LLM Model Benchmark
개요
K-Pop 가상 아이돌 앱 프로젝트의 일부로 진행한 LLM 모델 비교 / 선정 단계. 챗봇 응답 품질·비용·지연시간을 동시에 만족하는 모델을 찾기 위해 다수의 후보 (GPT, Claude, Gemini, Kimi, Qwen 계열) 를 동일한 조건으로 벤치마크했습니다.

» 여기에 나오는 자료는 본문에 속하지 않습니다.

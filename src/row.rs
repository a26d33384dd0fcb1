//! Swipeable Row Model
//!
//! Per-row state behind a vehicle card: the drag anchors, the visibility
//! flag driving the exit transition, and the deferred reset after delete.

use leptos_swipe::{AnchoredDrag, SwipeState};

use crate::config::SwipeConfig;
use crate::models::VehicleId;

#[derive(Debug, Clone, Copy, PartialEq)]
pub struct SwipeRow {
    id: VehicleId,
    drag: AnchoredDrag,
    visible: bool,
    reset_pending: bool,
}

impl SwipeRow {
    pub fn new(id: VehicleId, config: &SwipeConfig) -> Self {
        Self {
            id,
            drag: AnchoredDrag::new(config.card_height_px, config.threshold_fraction),
            visible: true,
            reset_pending: false,
        }
    }

    #[cfg(test)]
    pub fn id(&self) -> VehicleId {
        self.id
    }

    pub fn drag(&self) -> &AnchoredDrag {
        &self.drag
    }

    pub fn drag_mut(&mut self) -> &mut AnchoredDrag {
        &mut self.drag
    }

    pub fn visible(&self) -> bool {
        self.visible
    }

    #[cfg(test)]
    pub fn reset_pending(&self) -> bool {
        self.reset_pending
    }

    /// Delete action pressed: hide the row and queue the snap back.
    /// Returns the id to remove, or None if the row is already leaving.
    pub fn press_action(&mut self) -> Option<VehicleId> {
        if !self.visible {
            return None;
        }
        self.visible = false;
        self.reset_pending = true;
        Some(self.id)
    }

    /// Run the snap back queued by `press_action`
    pub fn run_deferred_reset(&mut self) {
        if self.reset_pending {
            self.reset_pending = false;
            self.drag.snap_to(SwipeState::Resting);
        }
    }
}

#[cfg(test)]
mod tests {
    use super::*;
    use crate::garage::Garage;

    fn revealed_row(id: VehicleId) -> SwipeRow {
        let mut row = SwipeRow::new(id, &SwipeConfig::default());
        row.drag_mut().begin();
        row.drag_mut().drag_to(-45.0);
        row.drag_mut().release();
        row
    }

    #[test]
    fn test_half_swipe_reveals_and_short_swipe_back_hides() {
        let config = SwipeConfig::default();
        let travel = config.card_height_px;
        let mut row = SwipeRow::new(VehicleId(1), &config);

        row.drag_mut().begin();
        row.drag_mut().drag_to(-0.5 * travel);
        assert_eq!(row.drag_mut().release(), SwipeState::Revealed);

        // Back to 10% of travel
        row.drag_mut().begin();
        row.drag_mut().drag_to(0.9 * travel);
        assert_eq!(row.drag_mut().release(), SwipeState::Resting);
    }

    #[test]
    fn test_action_removes_hides_and_defers_reset() {
        let mut garage = Garage::seeded();
        let id = garage.vehicles()[2].id;
        let mut row = revealed_row(id);

        let removed = row.press_action();
        assert_eq!(removed, Some(id));
        garage.remove(id);

        assert!(garage.vehicles().iter().all(|v| v.id != id));
        assert!(!row.visible());
        assert!(row.reset_pending());
        // Still displaced until the deferred task runs
        assert_eq!(row.drag().state(), SwipeState::Revealed);

        row.run_deferred_reset();
        assert!(!row.reset_pending());
        assert_eq!(row.drag().state(), SwipeState::Resting);
        assert_eq!(row.drag().offset(), 0.0);
    }

    #[test]
    fn test_new_row_rests_visible() {
        let row = SwipeRow::new(VehicleId(9), &SwipeConfig::default());
        assert_eq!(row.id(), VehicleId(9));
        assert!(row.visible());
        assert!(!row.reset_pending());
        assert_eq!(row.drag().state(), SwipeState::Resting);
    }

    #[test]
    fn test_second_press_while_leaving_is_ignored() {
        let mut row = revealed_row(VehicleId(3));
        assert!(row.press_action().is_some());
        assert_eq!(row.press_action(), None);
    }

    #[test]
    fn test_reset_without_press_does_nothing() {
        let mut row = revealed_row(VehicleId(5));
        row.run_deferred_reset();
        assert_eq!(row.drag().state(), SwipeState::Revealed);
    }
}
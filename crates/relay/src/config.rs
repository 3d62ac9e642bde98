//! Application configuration loaded from environment variables.

use std::net::SocketAddr;
use std::time::Duration;

use domain::ServiceConfig;
use domain::config::DEFAULT_SEARCH_NUMBER_PREFIX;
use projections::DEFAULT_BATCH_SIZE;

use crate::error::RelayError;

/// Output format of the tracing subscriber.
#[derive(Debug, Clone, Copy, PartialEq, Eq, Default)]
pub enum LogFormat {
    #[default]
    Pretty,
    Json,
}

/// Relay configuration with sensible defaults.
///
/// Reads from environment variables:
/// - `RUST_LOG`: tracing filter directive (default: `"info"`)
/// - `LOG_FORMAT`: `pretty` or `json` (default: `pretty`)
/// - `SEARCH_NUMBER_PREFIX`: prefix of generated search numbers (default: `"HS"`)
/// - `RELAY_INTERVAL_MS`: delay between outbox passes (default: `1000`)
/// - `RELAY_BATCH_SIZE`: events fetched per pass (default: `100`)
/// - `MAX_CONFLICT_RETRIES`: command retries after a version conflict (default: `3`)
/// - `METRICS_ADDR`: Prometheus listen address; metrics are not exported when unset
#[derive(Debug, Clone, PartialEq, Eq)]
pub struct Config {
    pub log_level: String,
    pub log_format: LogFormat,
    pub search_number_prefix: String,
    pub relay_interval: Duration,
    pub batch_size: usize,
    pub max_conflict_retries: u32,
    pub metrics_addr: Option<SocketAddr>,
}

impl Config {
    /// Loads configuration from environment variables, falling back to defaults.
    pub fn from_env() -> Result<Self, RelayError> {
        Self::from_lookup(|name| std::env::var(name).ok())
    }

    /// Loads configuration from an arbitrary variable source.
    ///
    /// Unset variables take their default; set but unparseable ones are an
    /// error.
    pub fn from_lookup(lookup: impl Fn(&str) -> Option<String>) -> Result<Self, RelayError> {
        let defaults = Self::default();

        let log_format = match lookup("LOG_FORMAT") {
            None => defaults.log_format,
            Some(value) => match value.to_ascii_lowercase().as_str() {
                "pretty" => LogFormat::Pretty,
                "json" => LogFormat::Json,
                _ => {
                    return Err(RelayError::InvalidConfig {
                        name: "LOG_FORMAT",
                        value,
                    });
                }
            },
        };

        Ok(Self {
            log_level: lookup("RUST_LOG").unwrap_or(defaults.log_level),
            log_format,
            search_number_prefix: lookup("SEARCH_NUMBER_PREFIX")
                .filter(|p| !p.trim().is_empty())
                .unwrap_or(defaults.search_number_prefix),
            relay_interval: parse(&lookup, "RELAY_INTERVAL_MS")?
                .map(Duration::from_millis)
                .unwrap_or(defaults.relay_interval),
            batch_size: parse(&lookup, "RELAY_BATCH_SIZE")?.unwrap_or(defaults.batch_size),
            max_conflict_retries: parse(&lookup, "MAX_CONFLICT_RETRIES")?
                .unwrap_or(defaults.max_conflict_retries),
            metrics_addr: parse(&lookup, "METRICS_ADDR")?,
        })
    }

    /// Settings handed to the housing search service.
    pub fn service_config(&self) -> ServiceConfig {
        ServiceConfig {
            search_number_prefix: self.search_number_prefix.clone(),
            max_conflict_retries: self.max_conflict_retries,
        }
    }
}

fn parse<T: std::str::FromStr>(
    lookup: &impl Fn(&str) -> Option<String>,
    name: &'static str,
) -> Result<Option<T>, RelayError> {
    lookup(name)
        .map(|value| {
            value
                .trim()
                .parse()
                .map_err(|_| RelayError::InvalidConfig { name, value })
        })
        .transpose()
}

impl Default for Config {
    fn default() -> Self {
        let service = ServiceConfig::default();
        Self {
            log_level: "info".to_string(),
            log_format: LogFormat::Pretty,
            search_number_prefix: DEFAULT_SEARCH_NUMBER_PREFIX.to_string(),
            relay_interval: Duration::from_millis(1000),
            batch_size: DEFAULT_BATCH_SIZE,
            max_conflict_retries: service.max_conflict_retries,
            metrics_addr: None,
        }
    }
}
//! Read models and the outbox relay for the housing search query side.
//!
//! This crate provides:
//! - [`Projection`] trait for processing events into read models
//! - [`ReadModel`] trait for query access to denormalized data
//! - [`OutboxRelay`] for draining the store's outbox into projections
//! - Two read model views: the search pipeline and contract history

pub mod error;
pub mod projection;
pub mod read_model;
pub mod relay;
pub mod views;

pub use error::{ProjectionError, Result};
pub use projection::{Projection, ProjectionPosition};
pub use read_model::ReadModel;
pub use relay::{DEFAULT_BATCH_SIZE, OutboxRelay};
pub use views::{
    ClosedContractRecord, ContractHistoryView, FailedContractRecord, SearchPipelineView,
    SearchSummary,
};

보안 안내. 본 프로젝트는 일부 대외비 작업이 포함되어, 실제 벤치마크 질문 전문·모델 응답·내부 시스템 prompt는 공개하지 않습니다. 본 페이지는 평가 기준 전환과 모델 선정 프레임워크 중심으로 정리합니다.
1. 평가 방법 — EQ-Bench
LLM의 감정 이해 능력 을 측정하는 벤치마크. 우리 task에 직접 부합.
방법론 (요약)
- 감정적으로 복잡한 대화 한 토막을 LLM에게 보여준다.
- 그 대화 속 한 캐릭터의 감정 강도를 4가지 감정으로 LLM이 예측 (각 0–10).
- 4 점수의 합이 10이 되도록 normalize.
- Reference (저자 주석값) 와의 차이를 계산 — 차이가 작을수록 잘 맞춘 것.
- 한 문제 점수 =
10 - 차이의 절댓값 합. - 60개 문제의 평균 × 10 → EQ-Bench 점수 (0–100 스케일).
감정 4개는 명백히 틀린 것 + 명백히 맞는 것 + 미묘한 것 을 섞도록 큐레이션.
→ Public leaderboard: https://eqbench.com/
2. 모델 풀 + 경량 모델 체크리스트
EQ-Bench 리더보드 상위권 50+ 모델을 일단 풀로 두고, 그 중 서비스 비용으로 운영 가능한 경량 모델 을 체크리스트로 골라냈습니다.
풀 (예시)
- 프리미엄 / 대형: Kimi-K2-Instruct, GPT-5.2, o3, Gemini-3-pro-preview, GPT-5.1, Claude-Opus-4.5, Hermes-4-405B, Llama-3.1-405B-Instruct, …
- 중형: Claude-Sonnet-4.5, GLM-4.7, GPT-4.1, Mistral-Large, …
- 경량 (서비스용 후보): GPT-4.1-mini, Gemini-2.5-flash-preview, o4-mini, GPT-4.1-nano, Qwen3-8B, Mistral-Small-3.x, Llama-4-Scout/Maverick, Gemma-3-4b/27b, GPT-OSS-20b, …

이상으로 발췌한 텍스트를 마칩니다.